BEGIN

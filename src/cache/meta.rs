//! Sync metadata persisted beside the token document
//!
//! Two small text files: `last_checked` (seconds since the epoch) and
//! `version` (short version tag of the document on disk). Missing or garbled
//! files read as "never checked" / "no tag".

use serde::Serialize;
use std::fs;
use std::io;
use std::path::Path;
use std::time::Duration;

use crate::cache::store::write_atomic;
use crate::core::paths::DataLayout;

/// Future `last_checked` values within this many seconds are clock skew
pub const CLOCK_SKEW_SECS: i64 = 60;

/// Persisted sync bookkeeping
#[derive(Debug, Clone, Default, PartialEq, Eq, Serialize)]
pub struct SyncState {
    /// Last successful check (seconds since epoch)
    pub last_checked_at: Option<i64>,

    /// Tag of the document currently on disk
    pub version_tag: Option<String>,
}

impl SyncState {
    pub fn read(layout: &DataLayout) -> Self {
        Self {
            last_checked_at: read_trimmed(&layout.last_checked()).and_then(|s| s.parse().ok()),
            version_tag: read_trimmed(&layout.version()),
        }
    }

    /// Checked within `window` of `now`; a timestamp slightly ahead of `now`
    /// still counts, one further ahead does not
    pub fn is_fresh(&self, now: i64, window: Duration) -> bool {
        match self.last_checked_at {
            Some(checked) => {
                let elapsed = now.saturating_sub(checked);
                elapsed > -CLOCK_SKEW_SECS && elapsed.unsigned_abs() < window.as_secs()
            }
            None => false,
        }
    }

    /// Record a successful check at `now`
    ///
    /// The stored time never moves backwards, except that a value more than
    /// `CLOCK_SKEW_SECS` ahead of `now` is replaced, so a clock that jumped
    /// back does not keep every later run stale.
    pub fn record_check(layout: &DataLayout, now: i64) -> io::Result<i64> {
        let checked = match Self::read(layout).last_checked_at {
            Some(previous) if previous.saturating_sub(now) <= CLOCK_SKEW_SECS => previous.max(now),
            _ => now,
        };
        write_atomic(&layout.last_checked(), checked.to_string().as_bytes())?;
        Ok(checked)
    }

    pub fn write_version_tag(layout: &DataLayout, tag: &str) -> io::Result<()> {
        write_atomic(&layout.version(), tag.as_bytes())
    }
}

fn read_trimmed(path: &Path) -> Option<String> {
    let content = fs::read_to_string(path).ok()?;
    let trimmed = content.trim();
    (!trimmed.is_empty()).then(|| trimmed.to_string())
}
//! Icons module
//!
//! Provides:
//! - HSL and gradient parsing (color)
//! - Offline PNG rendering of color swatches (raster)
//! - Query-time icon lookup (resolver)

pub mod color;
pub mod raster;
pub mod resolver;

pub use resolver::IconResolver;
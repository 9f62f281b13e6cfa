//! Core module - Shared data structures and utilities
//!
//! This module provides:
//! - Runtime configuration
//! - Launcher result model and rendering
//! - Data directory layout
//! - Common utilities

pub mod config;
pub mod model;
pub mod paths;
pub mod render;
pub mod util;
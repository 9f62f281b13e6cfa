//! Remote token source
//!
//! Two endpoints: one answers with a version identifier for the current token
//! set, the other with the full document. The version body is either plain
//! text (first whitespace-separated word, so `sha256sum`-style output works) or
//! JSON carrying a `sha`, `version` or `tag` string, optionally as the first
//! element of an array.

use reqwest::blocking::Client;
use serde_json::Value;

use crate::core::config::RemoteConfig;
use crate::error::SyncError;

/// Source of version identifiers and token documents
pub trait Remote: Send + Sync {
    fn fetch_version(&self) -> Result<String, SyncError>;

    fn fetch_document(&self) -> Result<Vec<u8>, SyncError>;
}

/// Blocking HTTP remote with per-request timeouts
pub struct HttpRemote {
    client: Client,
    config: RemoteConfig,
}

impl HttpRemote {
    pub fn new(config: RemoteConfig) -> Result<Self, SyncError> {
        let client = Client::builder()
            .user_agent(concat!("tokensift/", env!("CARGO_PKG_VERSION")))
            .connect_timeout(config.version_timeout)
            .build()?;
        Ok(Self { client, config })
    }
}

impl Remote for HttpRemote {
    fn fetch_version(&self) -> Result<String, SyncError> {
        let body = self
            .client
            .get(&self.config.version_url)
            .timeout(self.config.version_timeout)
            .send()?
            .error_for_status()?
            .text()?;
        parse_version_identifier(&body)
            .ok_or_else(|| SyncError::transient("version endpoint returned no identifier"))
    }

    fn fetch_document(&self) -> Result<Vec<u8>, SyncError> {
        let bytes = self
            .client
            .get(&self.config.document_url)
            .timeout(self.config.download_timeout)
            .send()?
            .error_for_status()?
            .bytes()?;
        Ok(bytes.to_vec())
    }
}

/// Extract a version identifier from a version endpoint body
pub fn parse_version_identifier(body: &str) -> Option<String> {
    let body = body.trim();
    if body.starts_with('{') || body.starts_with('[') {
        let value: Value = serde_json::from_str(body).ok()?;
        let object = match &value {
            Value::Array(items) => items.first()?,
            other => other,
        };
        return ["sha", "version", "tag"]
            .iter()
            .find_map(|key| object.get(*key).and_then(Value::as_str))
            .map(str::trim)
            .filter(|id| !id.is_empty())
            .map(str::to_string);
    }
    body.split_whitespace().next().map(str::to_string)
}
//! Search module - Fuzzy ranking and request orchestration

pub mod engine;
pub mod scorer;

pub use engine::QueryEngine;
pub use scorer::Scorer;
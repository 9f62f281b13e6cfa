//! Sync module - Keeps the local token document in step with the remote source

pub mod manager;
pub mod remote;

pub use manager::{SyncManager, SyncOutcome, SyncPhase};
pub use remote::{HttpRemote, Remote};
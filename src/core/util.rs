//! Common utilities

use chrono::Utc;
use once_cell::sync::Lazy;
use regex::Regex;
use xxhash_rust::xxh3::xxh3_64;

/// Maximum length of a persisted version tag
pub const VERSION_TAG_LEN: usize = 12;

static UNSAFE_CHARS_RE: Lazy<Regex> =
    Lazy::new(|| Regex::new(r"[^a-zA-Z0-9-]").expect("Invalid UNSAFE_CHARS_RE regex"));

/// Compute a short content hash (XXH3, 16 hex chars)
pub fn hash_bytes(data: &[u8]) -> String {
    format!("{:016x}", xxh3_64(data))
}

/// Shorten a remote version identifier to a version tag
pub fn short_tag(identifier: &str) -> String {
    identifier.trim().chars().take(VERSION_TAG_LEN).collect()
}

/// Filesystem-safe identifier: everything but ASCII alphanumerics and '-'
/// becomes '_'
pub fn safe_name(name: &str) -> String {
    UNSAFE_CHARS_RE.replace_all(name, "_").into_owned()
}

/// Current time in seconds since the Unix epoch
pub fn now_secs() -> i64 {
    Utc::now().timestamp()
}
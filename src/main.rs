//! tokensift - Fuzzy search over design tokens for launcher workflows
//!
//! tokensift provides:
//! - Three-tier fuzzy ranking of token names
//! - Opportunistic remote sync with backup-before-overwrite
//! - Per-token color icons and an offline icon renderer
//! - Launcher output as a single `{"items": [...]}` JSON object

use anyhow::Result;
use clap::Parser;
use tracing_subscriber::EnvFilter;

mod cache;
mod cli;
mod core;
mod error;
mod icons;
mod search;
mod store;
mod sync;

fn main() -> Result<()> {
    let cli = cli::Cli::parse();

    // stdout carries the JSON result; diagnostics go to stderr
    let filter =
        EnvFilter::try_from_default_env().unwrap_or_else(|_| EnvFilter::new(cli.log_level()));
    tracing_subscriber::fmt()
        .with_env_filter(filter)
        .with_writer(std::io::stderr)
        .with_target(false)
        .init();

    cli::run(cli)
}
//! Line-oriented front matter scanner.
//!
//! A front matter block is an opening `---` line at the very start of the note, any number
//! of `key: value` lines, and a closing `---` line. Values are single-line scalars; nested
//! structures and multi-line values are not supported and their lines are skipped.

use regex::Regex;
use std::fmt;
use std::sync::OnceLock;

/// Literal values (after coercion) that mark a note for publishing.
const PUBLISH_LITERALS: [&str; 5] = ["true", "\"true\"", "'true'", "True", "TRUE"];

fn block_regex() -> &'static Regex {
    static RE: OnceLock<Regex> = OnceLock::new();
    RE.get_or_init(|| {
        Regex::new(r"(?s)\A---[ \t]*\r?\n(?:(.*?)\r?\n)?---[ \t]*(?:\r?\n|\z)")
            .expect("front matter regex is valid")
    })
}

/// A coerced front matter value.
#[derive(Debug, Clone, PartialEq)]
pub enum FrontMatterValue {
    String(String),
    Number(f64),
    Bool(bool),
}

impl FrontMatterValue {
    /// Coerces a raw value: quoted strings are unquoted, `true`/`false` (any case) become
    /// booleans, fully numeric literals become numbers, anything else stays a string.
    pub fn coerce(raw: &str) -> Self {
        let v = raw.trim();
        if v.len() >= 2 && v.starts_with('"') && v.ends_with('"') {
            let unescaped = serde_json::from_str::<String>(v)
                .unwrap_or_else(|_| v[1..v.len() - 1].to_string());
            return FrontMatterValue::String(unescaped);
        }
        if v.len() >= 2 && v.starts_with('\'') && v.ends_with('\'') {
            return FrontMatterValue::String(v[1..v.len() - 1].replace("''", "'"));
        }
        if v.eq_ignore_ascii_case("true") {
            return FrontMatterValue::Bool(true);
        }
        if v.eq_ignore_ascii_case("false") {
            return FrontMatterValue::Bool(false);
        }
        if let Ok(n) = v.parse::<f64>() {
            if n.is_finite() {
                return FrontMatterValue::Number(n);
            }
        }
        FrontMatterValue::String(v.to_string())
    }

    pub fn as_str(&self) -> Option<&str> {
        match self {
            FrontMatterValue::String(s) => Some(s),
            _ => None,
        }
    }

    /// Display text of any value; integral numbers print without a fraction.
    pub fn as_text(&self) -> String {
        self.to_string()
    }
}

impl fmt::Display for FrontMatterValue {
    fn fmt(&self, f: &mut fmt::Formatter<'_>) -> fmt::Result {
        match self {
            FrontMatterValue::String(s) => f.write_str(s),
            FrontMatterValue::Bool(b) => write!(f, "{b}"),
            FrontMatterValue::Number(n) if n.fract() == 0.0 && n.abs() < 1e15 => {
                write!(f, "{}", *n as i64)
            }
            FrontMatterValue::Number(n) => write!(f, "{n}"),
        }
    }
}

/// Ordered key/value record parsed from a note's front matter.
#[derive(Debug, Clone, Default, PartialEq)]
pub struct FrontMatter {
    entries: Vec<(String, FrontMatterValue)>,
}

impl FrontMatter {
    /// Inserts or replaces `key`. A replaced key keeps its original position.
    pub fn insert(&mut self, key: impl Into<String>, value: FrontMatterValue) {
        let key = key.into();
        match self.entries.iter_mut().find(|(k, _)| *k == key) {
            Some(entry) => entry.1 = value,
            None => self.entries.push((key, value)),
        }
    }

    pub fn get(&self, key: &str) -> Option<&FrontMatterValue> {
        self.entries.iter().find(|(k, _)| k == key).map(|(_, v)| v)
    }

    pub fn len(&self) -> usize {
        self.entries.len()
    }

    pub fn is_empty(&self) -> bool {
        self.entries.is_empty()
    }

    pub fn iter(&self) -> impl Iterator<Item = (&str, &FrontMatterValue)> {
        self.entries.iter().map(|(k, v)| (k.as_str(), v))
    }
}

/// Parses the front matter block at the head of `raw`. Returns an empty record when
/// there is none; malformed lines are skipped.
pub fn extract(raw: &str) -> FrontMatter {
    let mut record = FrontMatter::default();
    let Some(caps) = block_regex().captures(raw) else {
        return record;
    };
    let Some(body) = caps.get(1) else {
        return record;
    };
    for line in body.as_str().lines() {
        if line.trim().is_empty() {
            continue;
        }
        let Some((key, value)) = line.split_once(':') else {
            tracing::trace!(line, "Skipping front matter line without a key");
            continue;
        };
        let key = key.trim();
        if key.is_empty() {
            continue;
        }
        record.insert(key, FrontMatterValue::coerce(value));
    }
    record
}

/// Removes the front matter block (delimiters included) and left-trims what remains.
/// Text without a block is returned unchanged.
pub fn strip_block(raw: &str) -> String {
    match block_regex().find(raw) {
        Some(m) => raw[m.end()..].trim_start().to_string(),
        None => raw.to_string(),
    }
}

/// True only for boolean `true` or one of a fixed set of literal strings. `yes`, `1` and
/// friends do not count.
pub fn is_publish_requested(record: &FrontMatter, publish_key: &str) -> bool {
    match record.get(publish_key) {
        Some(FrontMatterValue::Bool(b)) => *b,
        Some(FrontMatterValue::String(s)) => PUBLISH_LITERALS.contains(&s.as_str()),
        _ => false,
    }
}
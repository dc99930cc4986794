use std::path::PathBuf;
use std::time::Duration;
use tracing::{debug, info};

use crate::error::PublishError;

pub const DEFAULT_PUBLISH_KEY: &str = "wikijs_publish";
pub const DEFAULT_PATH_PREFIX_KEY: &str = "wikijs_path";
pub const DEFAULT_REQUEST_DELAY: Duration = Duration::from_millis(500);

/// Process-wide publisher settings. Loaded once, handed to every pipeline stage through
/// [`crate::publish::PublishContext`].
#[derive(Debug, Clone, PartialEq)]
pub struct PublishSettings {
    /// Wiki.js base URL without a trailing slash.
    pub base_url: String,
    /// Opaque token blob, readable only through a [`crate::contract::TokenStore`].
    pub api_token: Option<String>,
    pub default_tags: Vec<String>,
    pub publish_key: String,
    pub path_prefix_key: String,
    pub ca_cert_path: Option<PathBuf>,
    pub sync_tags: bool,
    pub debug: bool,
    /// Pause between successive notes in a bulk run.
    pub request_delay: Duration,
}

impl Default for PublishSettings {
    fn default() -> Self {
        Self {
            base_url: String::new(),
            api_token: None,
            default_tags: Vec::new(),
            publish_key: DEFAULT_PUBLISH_KEY.to_string(),
            path_prefix_key: DEFAULT_PATH_PREFIX_KEY.to_string(),
            ca_cert_path: None,
            sync_tags: false,
            debug: false,
            request_delay: DEFAULT_REQUEST_DELAY,
        }
    }
}

impl PublishSettings {
    /// Builds settings for `base_url`, stripping any trailing slashes.
    pub fn new(base_url: impl Into<String>) -> Self {
        Self {
            base_url: normalise_base_url(&base_url.into()),
            ..Self::default()
        }
    }

    /// GraphQL endpoint of the configured server.
    pub fn graphql_url(&self) -> String {
        format!("{}/graphql", self.base_url)
    }

    /// Checks everything that can be checked without touching the network.
    pub fn validate(&self) -> Result<(), PublishError> {
        if self.base_url.trim().is_empty() {
            return Err(PublishError::ConfigInvalid("base URL is not set".into()));
        }
        let url = reqwest::Url::parse(&self.base_url).map_err(|e| {
            PublishError::ConfigInvalid(format!("base URL {:?} is not a valid URL: {e}", self.base_url))
        })?;
        if url.scheme() != "http" && url.scheme() != "https" {
            return Err(PublishError::ConfigInvalid(format!(
                "base URL must use http or https, got {:?}",
                url.scheme()
            )));
        }
        if self.publish_key.trim().is_empty() {
            return Err(PublishError::ConfigInvalid("publish key name is empty".into()));
        }
        if self.path_prefix_key.trim().is_empty() {
            return Err(PublishError::ConfigInvalid("path prefix key name is empty".into()));
        }
        if let Some(ca) = &self.ca_cert_path {
            if !ca.is_file() {
                return Err(PublishError::ConfigInvalid(format!(
                    "CA certificate file {} does not exist",
                    ca.display()
                )));
            }
        }
        Ok(())
    }

    pub fn trace_loaded(&self) {
        info!(
            base_url = %self.base_url,
            token_set = self.api_token.is_some(),
            default_tags = self.default_tags.len(),
            sync_tags = self.sync_tags,
            custom_ca = self.ca_cert_path.is_some(),
            "Loaded publish settings"
        );
        debug!(
            publish_key = %self.publish_key,
            path_prefix_key = %self.path_prefix_key,
            delay_ms = self.request_delay.as_millis() as u64,
            "Publish settings (full debug)"
        );
    }
}

pub fn normalise_base_url(raw: &str) -> String {
    raw.trim().trim_end_matches('/').to_string()
}
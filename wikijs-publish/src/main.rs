use anyhow::Result;
use clap::Parser;
use tracing::Level;
use wikijs_publish::cli::{run, Cli};

#[tokio::main]
async fn main() -> Result<()> {
    // Load environment
    dotenvy::dotenv().ok();

    let cli = Cli::parse();

    let level = if cli.debug { Level::DEBUG } else { Level::INFO };
    tracing_subscriber::fmt().with_max_level(level).init();
    tracing::info!("CLI application startup: tracing initialised, environment loaded");

    let result = run(cli).await;
    match &result {
        Ok(_) => tracing::info!("CLI completed successfully"),
        Err(e) => tracing::error!(error = %e, "CLI exited with error"),
    }
    result
}
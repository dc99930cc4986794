///
/// This module implements the CLI for wikijs-publish: command parsing, wiring the
/// concrete collaborators together, and user-visible output.
///
/// All publishing rules (front matter, links, page lookup, bulk pacing) live in the
/// [`wikijs-publish-core`] crate. This module is strictly glue.
///
/// ## Commands
/// - `publish` publishes a single note, the way a host hands over its active note.
/// - `publish-all` scans the vault and publishes every note marked for publishing.
/// - `check` validates settings and fetches the page listing once.
/// - `encrypt-token` stores an API token in the config file.
///
/// For programmatic and integration use, call [`run`] with a constructed [`Cli`].
///
/// [`wikijs-publish-core`]: ../../wikijs-publish-core/
use crate::client::WikiJsClient;
use crate::load_config::{load_config, save_config, CliConfig};
use crate::token::Base64TokenStore;
use crate::transport::HttpTransport;
use crate::vault::FsVault;
use anyhow::{Context, Result};
use clap::{Parser, Subcommand};
use std::path::{Path, PathBuf};
use std::sync::Arc;
use wikijs_publish_core::contract::TokenStore;
use wikijs_publish_core::publish::{
    check_connection, publish_all, publish_note, BulkOutcome, PublishContext, PublishOutcome,
};

/// CLI for wikijs-publish: push markdown notes to a Wiki.js server.
#[derive(Parser)]
#[clap(
    name = "wikijs-publish",
    version,
    about = "Publish markdown notes to a Wiki.js instance over its GraphQL API"
)]
pub struct Cli {
    /// Log request details and raise verbosity
    #[clap(long, global = true)]
    pub debug: bool,

    #[clap(subcommand)]
    pub command: Commands,
}

#[derive(Subcommand)]
pub enum Commands {
    /// Publish a single note if it is marked for publishing
    Publish {
        /// Path to the YAML config file
        #[clap(long)]
        config: PathBuf,
        /// Note file, absolute or relative to the working directory or vault root
        note: PathBuf,
    },
    /// Publish every marked note in the vault, one at a time
    PublishAll {
        /// Path to the YAML config file
        #[clap(long)]
        config: PathBuf,
    },
    /// Validate settings and test the connection to the wiki
    Check {
        /// Path to the YAML config file
        #[clap(long)]
        config: PathBuf,
    },
    /// Store an API token in the config file
    EncryptToken {
        /// Path to the YAML config file
        #[clap(long)]
        config: PathBuf,
        /// The API token as issued by Wiki.js
        token: String,
    },
}

fn load(config: &Path, debug: bool) -> Result<CliConfig> {
    let mut loaded = load_config(config)?;
    loaded.settings.debug |= debug;
    Ok(loaded)
}

fn wiki_client(config: &CliConfig) -> WikiJsClient {
    let tokens: Arc<dyn TokenStore> = Arc::new(Base64TokenStore);
    WikiJsClient::new(HttpTransport::new(config.settings.clone(), tokens))
}

fn resolve_note_path(vault_root: &Path, note: &Path) -> PathBuf {
    if note.is_relative() && !note.exists() {
        vault_root.join(note)
    } else {
        note.to_path_buf()
    }
}

/// Extracted async CLI logic entrypoint for integration tests and main()
pub async fn run(cli: Cli) -> Result<()> {
    // Emit a top-level 'trace_initialised' event at the very start
    tracing::info!("trace_initialised");

    match cli.command {
        Commands::Publish { config, note } => {
            let loaded = load(&config, cli.debug)?;
            tracing::info!(command = "publish", note = %note.display(), "Publishing note");
            let client = wiki_client(&loaded);
            let vault = FsVault::new(&loaded.vault_root);
            let note_path = resolve_note_path(vault.root(), &note);
            let note = vault.load_note(&note_path)?;

            let ctx = PublishContext::new(&loaded.settings, &client, &vault);
            let outcome = publish_note(&ctx, &note).await;
            println!("{}: {outcome}", note.path);
            match outcome {
                PublishOutcome::Failed(e) => {
                    if let Err(flush) = save_config(&config, &loaded) {
                        tracing::warn!(error = %flush, "Could not save settings after failure");
                    }
                    tracing::error!(command = "publish", error = %e, "Publish failed");
                    Err(anyhow::Error::new(e).context(format!("Failed to publish {}", note.path)))
                }
                _ => Ok(()),
            }
        }
        Commands::PublishAll { config } => {
            let loaded = load(&config, cli.debug)?;
            tracing::info!(command = "publish-all", vault = %loaded.vault_root.display(), "Publishing vault");
            let client = wiki_client(&loaded);
            let vault = FsVault::new(&loaded.vault_root);

            let ctx = PublishContext::new(&loaded.settings, &client, &vault);
            match publish_all(&ctx).await {
                BulkOutcome::Completed(report) => {
                    for entry in &report.notes {
                        println!("{}: {}", entry.path, entry.outcome);
                    }
                    println!("{}", report.summary());
                    tracing::info!(
                        command = "publish-all",
                        published = report.published,
                        errors = report.errors,
                        "Bulk publish complete"
                    );
                    Ok(())
                }
                BulkOutcome::Rejected(reason) => {
                    println!("Nothing published: {reason}");
                    Ok(())
                }
                BulkOutcome::Failed(e) => {
                    tracing::error!(command = "publish-all", error = %e, "Bulk publish failed");
                    Err(anyhow::Error::new(e).context("Failed to scan the vault"))
                }
            }
        }
        Commands::Check { config } => {
            let loaded = load(&config, cli.debug)?;
            let client = wiki_client(&loaded);
            let pages = check_connection(&loaded.settings, &client)
                .await
                .with_context(|| format!("Cannot reach {}", loaded.settings.base_url))?;
            println!("Connected to {} ({pages} pages)", loaded.settings.base_url);
            Ok(())
        }
        Commands::EncryptToken { config, token } => {
            let mut loaded = load(&config, cli.debug)?;
            let blob = Base64TokenStore.encrypt(&token)?;
            loaded.stored_token = Some(blob);
            save_config(&config, &loaded)?;
            println!("Token stored in {}", config.display());
            Ok(())
        }
    }
}
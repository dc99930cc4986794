#![doc = "wikijs-publish-core: the publish pipeline behind wikijs-publish."]

//! This crate contains the pipeline logic: front matter parsing, link rewriting, tag
//! resolution and the create-or-update orchestration against a Wiki.js server.
//! Network, filesystem and credential access sit behind the traits in [`contract`].
//!
//! # Usage
//! Build a [`publish::PublishContext`] from [`config::PublishSettings`] and implementations
//! of [`contract::WikiApi`] and [`contract::Vault`], then call [`publish::publish_note`] or
//! [`publish::publish_all`].

pub mod config;
pub mod contract;
pub mod directory;
pub mod error;
pub mod frontmatter;
pub mod publish;
pub mod tags;
pub mod transform;

pub use config::PublishSettings;
pub use error::PublishError;
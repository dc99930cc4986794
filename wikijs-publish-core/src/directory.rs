//! Read-only view of the remote page tree.

use std::collections::HashMap;
use tracing::{debug, info};

use crate::contract::{RemotePage, WikiApi};
use crate::error::PublishError;

/// Pages keyed by the last `/` segment of their path.
pub type SlugIndex = HashMap<String, RemotePage>;

/// One fetched page listing.
#[derive(Debug, Clone, Default, PartialEq)]
pub struct PageListing {
    pub pages: Vec<RemotePage>,
}

impl PageListing {
    pub fn new(pages: Vec<RemotePage>) -> Self {
        Self { pages }
    }

    pub fn find_by_path(&self, path: &str) -> Option<&RemotePage> {
        self.pages.iter().find(|page| page.path == path)
    }

    /// Indexes pages by final path segment. When two pages share a segment the one listed
    /// last wins.
    pub fn slug_index(&self) -> SlugIndex {
        let mut index = SlugIndex::with_capacity(self.pages.len());
        for page in &self.pages {
            let segment = page.path.rsplit('/').next().unwrap_or_default();
            if let Some(previous) = index.insert(segment.to_string(), page.clone()) {
                debug!(segment, kept = %page.path, dropped = %previous.path, "Slug collision in page index");
            }
        }
        index
    }

    pub fn len(&self) -> usize {
        self.pages.len()
    }

    pub fn is_empty(&self) -> bool {
        self.pages.is_empty()
    }
}

/// Remote page lookups. Every call refetches the full listing; use [`PageDirectory::snapshot`]
/// to reuse one fetch across several lookups.
pub struct PageDirectory<'a, A: WikiApi + ?Sized> {
    api: &'a A,
}

impl<'a, A: WikiApi + ?Sized> PageDirectory<'a, A> {
    pub fn new(api: &'a A) -> Self {
        Self { api }
    }

    pub async fn list_all(&self) -> Result<Vec<RemotePage>, PublishError> {
        let pages = self.api.list_pages().await?;
        info!(count = pages.len(), "Fetched remote page listing");
        Ok(pages)
    }

    pub async fn snapshot(&self) -> Result<PageListing, PublishError> {
        Ok(PageListing::new(self.list_all().await?))
    }

    pub async fn find_by_path(&self, path: &str) -> Result<Option<RemotePage>, PublishError> {
        Ok(self.snapshot().await?.find_by_path(path).cloned())
    }

    pub async fn build_slug_index(&self) -> Result<SlugIndex, PublishError> {
        Ok(self.snapshot().await?.slug_index())
    }
}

END

### [Aim of the exercise]
Your answer should be one number: how many lines above contain "output".

### [Result of this task]
3